## Records contained in a dataset
──────────
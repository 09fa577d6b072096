//! Folder entries shown as zone cells

use std::fs;
use std::io;
use std::path::{Path, PathBuf};

/// Kind of a folder entry
#[derive(Debug, Clone, Copy, PartialEq, Eq)]
pub enum EntryKind {
    Directory,
    File,
}

/// One immediate child of a zone's source folder
#[derive(Debug, Clone, PartialEq, Eq)]
pub struct ZoneEntry {
    pub path: PathBuf,
    pub file_name: String,
    pub display_name: String,
    pub kind: EntryKind,
    /// Size in bytes for files, None for directories
    pub size_bytes: Option<u64>,
}

impl ZoneEntry {
    pub fn new(path: PathBuf, kind: EntryKind, size_bytes: Option<u64>) -> Self {
        let file_name = path
            .file_name()
            .map(|name| name.to_string_lossy().into_owned())
            .unwrap_or_default();
        let display_name = display_name_for(&file_name);
        Self {
            path,
            file_name,
            display_name,
            kind,
            size_bytes,
        }
    }

    /// Cell label elided to fit a cell of `cell_size` pixels
    pub fn label(&self, cell_size: i32) -> String {
        elide_label(&self.display_name, label_capacity(cell_size))
    }

    /// Hover text: file name, plus the size for files
    pub fn tooltip(&self) -> String {
        match (self.kind, self.size_bytes) {
            (EntryKind::File, Some(size)) => format!("{}\n{}", self.file_name, human_size(size)),
            _ => self.file_name.clone(),
        }
    }

    /// Case-insensitive substring match on the display name
    ///
    /// An empty or blank query matches everything.
    pub fn matches(&self, query: &str) -> bool {
        let query = query.trim().to_lowercase();
        query.is_empty() || self.display_name.to_lowercase().contains(&query)
    }
}

/// Lists the immediate entries of a folder, sorted case-insensitively
///
/// Entries whose metadata cannot be read are skipped.
pub fn enumerate_folder(folder: &Path) -> io::Result<Vec<ZoneEntry>> {
    let mut entries = Vec::new();
    for dir_entry in fs::read_dir(folder)? {
        let dir_entry = match dir_entry {
            Ok(entry) => entry,
            Err(err) => {
                log::debug!("Skipping unreadable entry in {}: {err}", folder.display());
                continue;
            }
        };
        let metadata = match dir_entry.metadata() {
            Ok(metadata) => metadata,
            Err(err) => {
                log::debug!("Skipping {}: {err}", dir_entry.path().display());
                continue;
            }
        };

        let entry = if metadata.is_dir() {
            ZoneEntry::new(dir_entry.path(), EntryKind::Directory, None)
        } else {
            ZoneEntry::new(dir_entry.path(), EntryKind::File, Some(metadata.len()))
        };
        entries.push(entry);
    }

    entries.sort_by_cached_key(|entry| entry.file_name.to_lowercase());
    Ok(entries)
}

/// Name shown for a file: shortcut extensions are hidden
pub fn display_name_for(file_name: &str) -> String {
    for extension in [".lnk", ".url"] {
        let Some(split) = file_name.len().checked_sub(extension.len()) else {
            continue;
        };
        if split > 0
            && file_name
                .get(split..)
                .is_some_and(|tail| tail.eq_ignore_ascii_case(extension))
        {
            return file_name[..split].to_string();
        }
    }
    file_name.to_string()
}

/// Characters that fit under a cell of `cell_size` pixels
pub fn label_capacity(cell_size: i32) -> usize {
    (cell_size / 7).max(6) as usize
}

/// Shortens `name` to `max_chars` characters, ending with `...` when cut
pub fn elide_label(name: &str, max_chars: usize) -> String {
    if name.chars().count() <= max_chars {
        return name.to_string();
    }
    let kept: String = name.chars().take(max_chars.saturating_sub(3)).collect();
    format!("{kept}...")
}

/// Formats a byte count with one decimal in the largest fitting unit
pub fn human_size(bytes: u64) -> String {
    const UNITS: [&str; 5] = ["B", "KB", "MB", "GB", "TB"];

    let mut value = bytes as f64;
    let mut unit = 0;
    while value >= 1024.0 && unit < UNITS.len() - 1 {
        value /= 1024.0;
        unit += 1;
    }
    format!("{value:.1} {}", UNITS[unit])
}

#[cfg(test)]
mod tests {
    use super::*;
    use tempfile::TempDir;

    #[test]
    fn shortcut_extensions_are_hidden() {
        assert_eq!(display_name_for("Editor.lnk"), "Editor");
        assert_eq!(display_name_for("Docs.URL"), "Docs");
        assert_eq!(display_name_for("notes.txt"), "notes.txt");
        assert_eq!(display_name_for(".lnk"), ".lnk");
    }

    #[test]
    fn labels_are_elided_to_cell_capacity() {
        assert_eq!(label_capacity(64), 9);
        assert_eq!(label_capacity(20), 6);
        assert_eq!(elide_label("report.pdf", 9), "report...");
        assert_eq!(elide_label("short", 9), "short");
        assert_eq!(elide_label("ünïcödé-name", 6), "ünï...");
    }

    #[test]
    fn human_sizes() {
        assert_eq!(human_size(512), "512.0 B");
        assert_eq!(human_size(1536), "1.5 KB");
        assert_eq!(human_size(5 * 1024 * 1024), "5.0 MB");
        assert_eq!(human_size(3 * 1024 * 1024 * 1024 * 1024 * 1024), "3072.0 TB");
    }

    #[test]
    fn tooltip_includes_size_for_files() {
        let file = ZoneEntry::new(PathBuf::from("/tmp/a.bin"), EntryKind::File, Some(2048));
        assert_eq!(file.tooltip(), "a.bin\n2.0 KB");
        let dir = ZoneEntry::new(PathBuf::from("/tmp/photos"), EntryKind::Directory, None);
        assert_eq!(dir.tooltip(), "photos");
    }

    #[test]
    fn search_matching() {
        let entry = ZoneEntry::new(PathBuf::from("/x/Project Plan.lnk"), EntryKind::File, Some(1));
        assert!(entry.matches(""));
        assert!(entry.matches("  plan "));
        assert!(!entry.matches("lnk"));
    }

    #[test]
    fn enumerates_sorted_entries() {
        let scratch = TempDir::new().unwrap();
        let folder = scratch.path();
        fs::write(folder.join("beta.txt"), b"12345").unwrap();
        fs::write(folder.join("Alpha.lnk"), b"").unwrap();
        fs::create_dir(folder.join("gamma")).unwrap();

        let entries = enumerate_folder(folder).unwrap();
        let names: Vec<_> = entries.iter().map(|e| e.display_name.as_str()).collect();
        assert_eq!(names, vec!["Alpha", "beta.txt", "gamma"]);
        assert_eq!(entries[1].size_bytes, Some(5));
        assert_eq!(entries[2].kind, EntryKind::Directory);
    }

    #[test]
    fn missing_folder_is_an_error() {
        let scratch = TempDir::new().unwrap();
        assert!(enumerate_folder(&scratch.path().join("nope")).is_err());
    }
}
//! Persisted form of a single zone

use serde::{Deserialize, Deserializer, Serialize};

use super::overrides::OverrideSet;
use super::settings::SettingsRecord;
use crate::domain::core::Rect;

/// Everything written to a zone file
///
/// Settings fields sit at the top level of the JSON object next to the
/// identity fields. Files written by older builds used `title` for the
/// display name and may lack `local_overrides` or `geometry`.
#[derive(Debug, Clone, PartialEq, Eq, Serialize, Deserialize)]
pub struct ZoneRecord {
    #[serde(alias = "title", default = "default_zone_name")]
    pub zone_name: String,

    #[serde(default)]
    pub folder: String,

    #[serde(flatten)]
    pub settings: SettingsRecord,

    #[serde(default)]
    pub local_overrides: OverrideSet,

    #[serde(
        default,
        deserialize_with = "lenient_geometry",
        skip_serializing_if = "Option::is_none"
    )]
    pub geometry: Option<Rect>,
}

impl ZoneRecord {
    pub fn new(zone_name: impl Into<String>, folder: impl Into<String>, settings: SettingsRecord) -> Self {
        Self {
            zone_name: zone_name.into(),
            folder: folder.into(),
            settings,
            local_overrides: OverrideSet::new(),
            geometry: None,
        }
    }
}

fn default_zone_name() -> String {
    "Zone".to_string()
}

/// Accepts `[x, y, w, h]`; anything else reads as absent
fn lenient_geometry<'de, D: Deserializer<'de>>(deserializer: D) -> Result<Option<Rect>, D::Error> {
    let value = Option::<serde_json::Value>::deserialize(deserializer)?;
    let Some(value) = value else {
        return Ok(None);
    };

    match serde_json::from_value::<[i32; 4]>(value.clone()) {
        Ok(parts) => Ok(Some(Rect::from(parts))),
        Err(_) => {
            log::warn!("Ignoring malformed zone geometry {value}");
            Ok(None)
        }
    }
}

#[cfg(test)]
mod tests {
    use super::*;
    use crate::config::settings::{HexColor, SettingsField};

    #[test]
    fn flattened_layout() {
        let mut record = ZoneRecord::new("Work", "C:/Work", SettingsRecord::default());
        record.local_overrides.insert(SettingsField::Rows);
        record.geometry = Some(Rect::new(10, 20, 300, 400));

        let json = serde_json::to_value(&record).unwrap();
        assert_eq!(json["zone_name"], "Work");
        assert_eq!(json["rows"], 5);
        assert_eq!(json["bg_color"], "#323232");
        assert_eq!(json["local_overrides"], serde_json::json!(["rows"]));
        assert_eq!(json["geometry"], serde_json::json!([10, 20, 300, 400]));
    }

    #[test]
    fn legacy_title_key_and_missing_fields() {
        let record: ZoneRecord = serde_json::from_str(
            r##"{"title": "Old", "folder": "D:/stuff", "cols": 6, "title_bg": "#00ff00"}"##,
        )
        .unwrap();
        assert_eq!(record.zone_name, "Old");
        assert_eq!(record.settings.cols, 6);
        assert_eq!(record.settings.rows, 5);
        assert_eq!(record.settings.title_bg, HexColor::rgb(0, 255, 0));
        assert!(record.local_overrides.is_empty());
        assert_eq!(record.geometry, None);
    }

    #[test]
    fn malformed_geometry_reads_as_absent() {
        let record: ZoneRecord =
            serde_json::from_str(r#"{"zone_name": "Z", "geometry": [1, 2, "wide"]}"#).unwrap();
        assert_eq!(record.geometry, None);

        let record: ZoneRecord =
            serde_json::from_str(r#"{"zone_name": "Z", "geometry": null}"#).unwrap();
        assert_eq!(record.geometry, None);
    }

    #[test]
    fn missing_name_defaults() {
        let record: ZoneRecord = serde_json::from_str("{}").unwrap();
        assert_eq!(record.zone_name, "Zone");
        assert_eq!(record.folder, "");
    }
}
──────────
## WHAT TO PRODUCE
As you read the records above, find each line that contains "struct" and copy it.

## EXERCISE ANSWER
pub struct ZoneEntry {
pub struct ZoneRecord {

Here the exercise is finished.